Records from a collection:
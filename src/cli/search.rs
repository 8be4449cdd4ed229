//! Search command handler
//!
//! Runs a directory query from one of the supported location inputs.

use crate::config::Config;
use crate::coord::Coordinates;
use crate::directory::Directory;
use crate::error::Result;
use crate::format::{available_formats, get_formatter, SearchResponse};
use crate::geo::{self, cities};
use crate::query::{self, LawyerQuery};
use clap::Args;
use std::path::Path;

/// Search command arguments
#[derive(Args)]
pub struct SearchArgs {
    /// Origin latitude
    #[arg(long, requires = "lng")]
    pub lat: Option<f64>,

    /// Origin longitude
    #[arg(long, requires = "lat")]
    pub lng: Option<f64>,

    /// City name or 6-digit pincode, resolved to city-center coordinates
    #[arg(long, conflicts_with_all = ["lat", "lng", "here", "city"])]
    pub at: Option<String>,

    /// Exact city filter without distance ranking
    #[arg(long, conflicts_with_all = ["lat", "lng", "here"])]
    pub city: Option<String>,

    /// Use current location (IP geolocation)
    #[arg(long, conflicts_with_all = ["lat", "lng"])]
    pub here: bool,

    /// Category filter (e.g. "Business Law" or an AI topic like "criminal")
    #[arg(long, short = 'c')]
    pub category: Option<String>,

    /// Specialization filter (exact match; "all" disables)
    #[arg(long, short = 's')]
    pub specialization: Option<String>,

    /// Output format
    #[arg(long, short = 'f', default_value = "text")]
    pub format: String,

    /// Maximum number of results
    #[arg(long, short = 'n')]
    pub limit: Option<usize>,

    /// List available formats
    #[arg(short = 'F', long = "list-formats")]
    pub list_formats: bool,
}

/// Run the search command
pub async fn run(args: SearchArgs) -> Result<()> {
    if args.list_formats {
        for info in available_formats() {
            println!("{:<8} {}", info.name, info.description);
        }
        return Ok(());
    }

    let config = Config::load()?;
    let directory = load_directory(&config)?;

    // Determine the query origin
    let mut query = LawyerQuery::default();
    if args.here {
        let location = geo::get_ip_locator(&config).locate().await?;
        eprintln!("Using IP location: {}", location.label);
        query.origin = Some(location.coords);
    } else if let Some(input) = &args.at {
        let location = cities::resolve_free_text(input)?;
        eprintln!("Resolved to: {}", location.label);
        query.origin = Some(location.coords);
    } else if let (Some(lat), Some(lng)) = (args.lat, args.lng) {
        let origin = Coordinates::new(lat, lng);
        origin.validate()?;
        query.origin = Some(origin);
    } else if let Some(city) = &args.city {
        query.city = Some(city.clone());
    }

    query.category = args.category;
    query.specialization = args.specialization;

    let mut results = query::run(directory.all(), &query);
    if let Some(limit) = args.limit {
        results.truncate(limit);
    }

    let response = SearchResponse::new(query, results);

    let formatter = get_formatter(&args.format).ok_or_else(|| {
        crate::error::Error::Config(format!("Unknown output format: {}", args.format))
    })?;
    print!("{}", formatter.format(&response)?);

    Ok(())
}

/// Load the directory, honoring the configured dataset override
pub fn load_directory(config: &Config) -> Result<Directory> {
    if config.directory.path.is_empty() {
        Directory::load_embedded()
    } else {
        Directory::from_path(Path::new(&config.directory.path))
    }
}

TASK DIRECTIONS: Tell how many lines of the data above hold the string "label". Give only the number.

SOLUTION FOR THIS EXERCISE: 2